Maybe you missed some of last week's exciting AI news, tools, and hacks β or you've just found us for the first time. No worries!
Here's a roundup of our highlights from the past week:
And to wrap things up, we've got the most important Quick News for you β everything you need to know, one click away! Ready? Let's go!
OpenAI is pulling the pieces together. Codex, agents, third-party apps, and ChatGPT are starting to look less like separate tools and more like one big work surface. The friendly chat window is becoming the place where you write, build, automate, and hand work to agents without bouncing between tabs all day.
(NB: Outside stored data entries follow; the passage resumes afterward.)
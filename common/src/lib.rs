pub mod config;
pub mod games;
pub mod logger;
pub mod replay;
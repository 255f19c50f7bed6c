mod config;
mod input;
mod render;
mod runner;

use std::path::PathBuf;
use clap::{Parser, Subcommand};

use common::config::SosConfig;
use common::games::sos::{GameSettings, PlayerBinding, Variant};
use common::logger::{self, LogSink};
use common::log;

#[derive(Parser)]
#[command(name = "sos_client")]
struct Args {
    /// YAML config; defaults are used when the file does not exist.
    #[arg(long, default_value = config::DEFAULT_CONFIG_FILE)]
    config: String,

    #[arg(long)]
    use_log_prefix: bool,

    #[command(subcommand)]
    command: Mode,
}

#[derive(Subcommand)]
enum Mode {
    /// Play from the terminal with the sides configured in the config file.
    Play {
        #[arg(long)]
        size: Option<usize>,
        #[arg(long)]
        mode: Option<Variant>,
    },
    /// Computer against computer.
    Watch {
        #[arg(long)]
        size: Option<usize>,
        #[arg(long)]
        mode: Option<Variant>,
    },
    /// Replay a saved game file.
    Replay { file: PathBuf },
}

fn build_settings(
    config: &SosConfig,
    size: Option<usize>,
    mode: Option<Variant>,
    computers_only: bool,
) -> Result<GameSettings, Box<dyn std::error::Error>> {
    let mut settings = GameSettings::try_from(&config.game)?;
    if let Some(size) = size {
        settings.grid_size = size;
    }
    if let Some(mode) = mode {
        settings.variant = mode;
    }
    if computers_only {
        settings.red = PlayerBinding::computer(settings.red.symbol);
        settings.blue = PlayerBinding::computer(settings.blue.symbol);
    }
    settings.validate()?;
    Ok(settings)
}

async fn run(args: Args) -> Result<(), Box<dyn std::error::Error>> {
    let config = config::get_config_manager(&args.config).get_config()?;

    match args.command {
        Mode::Play { size, mode } => {
            let settings = build_settings(&config, size, mode, false)?;
            runner::run_game(settings, &config.pacing, &config.saves).await
        }
        Mode::Watch { size, mode } => {
            let settings = build_settings(&config, size, mode, true)?;
            runner::run_game(settings, &config.pacing, &config.saves).await
        }
        Mode::Replay { file } => runner::run_replay(&file, &config.pacing).await,
    }
}

fn main() -> Result<(), Box<dyn std::error::Error>> {
    let args = Args::parse();

    let prefix = if args.use_log_prefix {
        Some("Client".to_string())
    } else {
        None
    };
    logger::init_logger_with_sink(prefix, LogSink::Stderr);

    let runtime = tokio::runtime::Runtime::new()?;
    let result = runtime.block_on(run(args));
    // A pending stdin read cannot be cancelled, so do not wait for it.
    runtime.shutdown_background();

    if let Err(ref e) = result {
        log!("Exiting with error: {}", e);
    }
    result
}
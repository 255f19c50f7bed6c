use common::games::sos::Symbol;

#[derive(Debug, Clone, Copy, PartialEq, Eq)]
pub enum Command {
    Place { row: usize, col: usize, symbol: Option<Symbol> },
    Help,
    Quit,
}

/// Parses "row col [S|O]". Commas work as separators too, and the letter
/// is case-insensitive. Without a letter the side's default symbol is used.
pub fn parse_command(line: &str) -> Result<Command, String> {
    let line = line.trim();
    match line.to_ascii_lowercase().as_str() {
        "q" | "quit" | "exit" => return Ok(Command::Quit),
        "h" | "help" | "?" => return Ok(Command::Help),
        _ => {}
    }

    let parts: Vec<&str> = line
        .split(|c: char| c == ',' || c.is_whitespace())
        .filter(|p| !p.is_empty())
        .collect();

    if parts.len() < 2 || parts.len() > 3 {
        return Err("Expected: <row> <col> [S|O]".to_string());
    }

    let row = parts[0]
        .parse::<usize>()
        .map_err(|_| format!("Row must be a number, got {:?}", parts[0]))?;
    let col = parts[1]
        .parse::<usize>()
        .map_err(|_| format!("Column must be a number, got {:?}", parts[1]))?;
    let symbol = match parts.get(2) {
        Some(letter) => Some(letter.to_ascii_uppercase().parse::<Symbol>().map_err(|e| e.to_string())?),
        None => None,
    };

    Ok(Command::Place { row, col, symbol })
}

pub const HELP: &str = "Enter a move as <row> <col> [S|O], e.g. \"1 2 S\". Type \"quit\" to leave.";

#[cfg(test)]
mod tests {
    use super::*;

    #[test]
    fn test_parse_full_move() {
        assert_eq!(
            parse_command("1 2 S"),
            Ok(Command::Place { row: 1, col: 2, symbol: Some(Symbol::S) })
        );
        assert_eq!(
            parse_command(" 0,3,o "),
            Ok(Command::Place { row: 0, col: 3, symbol: Some(Symbol::O) })
        );
    }

    #[test]
    fn test_parse_move_without_letter() {
        assert_eq!(parse_command("4 4"), Ok(Command::Place { row: 4, col: 4, symbol: None }));
    }

    #[test]
    fn test_parse_keywords() {
        assert_eq!(parse_command("quit"), Ok(Command::Quit));
        assert_eq!(parse_command("Q"), Ok(Command::Quit));
        assert_eq!(parse_command("help"), Ok(Command::Help));
    }

    #[test]
    fn test_parse_errors() {
        assert!(parse_command("").is_err());
        assert!(parse_command("1").is_err());
        assert!(parse_command("a 1 S").is_err());
        assert!(parse_command("1 -2 S").is_err());
        assert!(parse_command("1 2 X").is_err());
        assert!(parse_command("1 2 S O").is_err());
    }
}
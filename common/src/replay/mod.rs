pub mod recorder;
pub mod file_io;
pub mod player;

pub use recorder::{MoveLog, SavedGame};
pub use file_io::{
    append_move, generate_save_filename, load_game, parse_saved_game, save_game,
    save_game_to_string, save_game_with_retry, MoveLogError,
};
pub use player::ReplayPlayer;

pub const SAVE_FILE_EXTENSION: &str = "csv";
pub const MOVE_HEADER: &str = "Player,Row,Col,Letter";

#[cfg(test)]
mod integration_tests {
    use crate::games::sos::{
        replay_game, GameSettings, PlayerBinding, Side, SosController, Symbol, Variant,
    };
    use super::{parse_saved_game, save_game_to_string};

    fn controller(size: usize, variant: Variant, seed: u64) -> SosController {
        let settings = GameSettings::new(
            size,
            variant,
            PlayerBinding::computer(Symbol::S),
            PlayerBinding::computer(Symbol::O),
            seed,
        )
        .unwrap();
        SosController::new(settings).unwrap()
    }

    #[test]
    fn test_saved_computer_games_replay_identically() {
        for (variant, size, seed) in [
            (Variant::Simple, 3, 1),
            (Variant::Simple, 6, 2),
            (Variant::General, 4, 3),
            (Variant::General, 7, 4),
            (Variant::General, 12, 5),
        ] {
            let mut played = controller(size, variant, seed);
            played.try_autoplay();
            assert!(played.is_over());

            let text = save_game_to_string(&played.saved_game());
            let parsed = parse_saved_game(&text).unwrap();
            assert_eq!(parsed.moves, played.move_log().moves());

            let outcome = replay_game(&parsed).unwrap();
            assert!(outcome.is_complete(), "{:?} {} halted: {:?}", variant, size, outcome.halted);
            assert_eq!(outcome.state.scores(), played.scores());
            assert_eq!(outcome.state.board(), played.state().board());
            assert_eq!(outcome.state.win_lines(), played.state().win_lines());
            assert_eq!(outcome.state.announcement(), played.announcement());
        }
    }

    #[test]
    fn test_same_seed_replays_same_game() {
        let mut a = controller(8, Variant::General, 99);
        let mut b = controller(8, Variant::General, 99);
        a.try_autoplay();
        b.try_autoplay();
        assert_eq!(a.move_log(), b.move_log());
    }

    #[test]
    fn test_partial_log_replays_partially() {
        let mut played = controller(5, Variant::General, 8);
        played.try_autoplay();
        let mut saved = played.saved_game();
        saved.moves.truncate(10);
        saved.moves.push(saved.moves[0]);

        let outcome = replay_game(&saved).unwrap();
        assert_eq!(outcome.applied, 10);
        let halt = outcome.halted.unwrap();
        assert_eq!(halt.index, 10);
        assert_eq!(outcome.state.moves_made(), 10);
        assert!(matches!(halt.mv.side, Side::Red | Side::Blue));
    }
}
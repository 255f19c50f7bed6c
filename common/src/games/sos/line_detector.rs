use super::board::Board;
use super::types::{Position, Symbol, Variant};

pub type Direction = (isize, isize);

/// Full neighbourhood, in the order the Simple variant scans it:
/// up, down, left, right, up-left, down-right, up-right, down-left.
pub const ALL_DIRECTIONS: [Direction; 8] = [
    (-1, 0),
    (1, 0),
    (0, -1),
    (0, 1),
    (-1, -1),
    (1, 1),
    (-1, 1),
    (1, -1),
];

/// One direction per undirected axis: right, down, down-right, down-left.
/// Scanning each axis once keeps a physical line from being counted twice.
pub const FORWARD_DIRECTIONS: [Direction; 4] = [(0, 1), (1, 0), (1, 1), (1, -1)];

/// Endpoints of a triplet that reads S-O-S.
#[derive(Debug, Clone, Copy, PartialEq, Eq)]
pub struct Triplet {
    pub start: Position,
    pub end: Position,
}

#[derive(Debug, Clone, Copy, PartialEq, Eq)]
pub enum ScanMode {
    FirstMatch,
    AllLines,
}

pub fn scan_plan(variant: Variant) -> (&'static [Direction], ScanMode) {
    match variant {
        Variant::Simple => (&ALL_DIRECTIONS[..], ScanMode::FirstMatch),
        Variant::General => (&FORWARD_DIRECTIONS[..], ScanMode::AllLines),
    }
}

/// Lines completed by the symbol sitting at (row, col), using the scan the variant prescribes.
pub fn detect_lines(board: &Board, row: usize, col: usize, variant: Variant) -> Vec<Triplet> {
    let (directions, mode) = scan_plan(variant);
    detect_lines_with(board, row, col, directions, mode)
}

pub fn detect_lines_with(
    board: &Board,
    row: usize,
    col: usize,
    directions: &[Direction],
    mode: ScanMode,
) -> Vec<Triplet> {
    let (r, c) = (row as isize, col as isize);
    let mut found = Vec::new();

    for &(dr, dc) in directions {
        let patterns = [
            // placed cell in the middle
            [(r - dr, c - dc), (r, c), (r + dr, c + dc)],
            // placed cell first
            [(r, c), (r + dr, c + dc), (r + 2 * dr, c + 2 * dc)],
            // placed cell last
            [(r - 2 * dr, c - 2 * dc), (r - dr, c - dc), (r, c)],
        ];

        for cells in patterns {
            if let Some(triplet) = check_triplet(board, cells) {
                found.push(triplet);
                if mode == ScanMode::FirstMatch {
                    return found;
                }
            }
        }
    }

    found
}

fn check_triplet(board: &Board, cells: [(isize, isize); 3]) -> Option<Triplet> {
    let [first, middle, last] = cells;
    let is_sos = board.symbol_at(first.0, first.1) == Some(Symbol::S)
        && board.symbol_at(middle.0, middle.1) == Some(Symbol::O)
        && board.symbol_at(last.0, last.1) == Some(Symbol::S);

    if !is_sos {
        return None;
    }

    Some(Triplet {
        start: Position::new(first.0 as usize, first.1 as usize),
        end: Position::new(last.0 as usize, last.1 as usize),
    })
}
The numbers explain the move. Two million business customers already account for roughly 40 percent of OpenAI's revenue. Companies are not paying for chit-chat. They are paying for productivity. So of course the product is moving closer to the actual work.
Our take: the default wins again. If one interface gives you chat, code, agents, and apps in a clean enough package, a lot of specialized tools start looking fragile. Convenience beats the better niche feature more often than builders like to admit.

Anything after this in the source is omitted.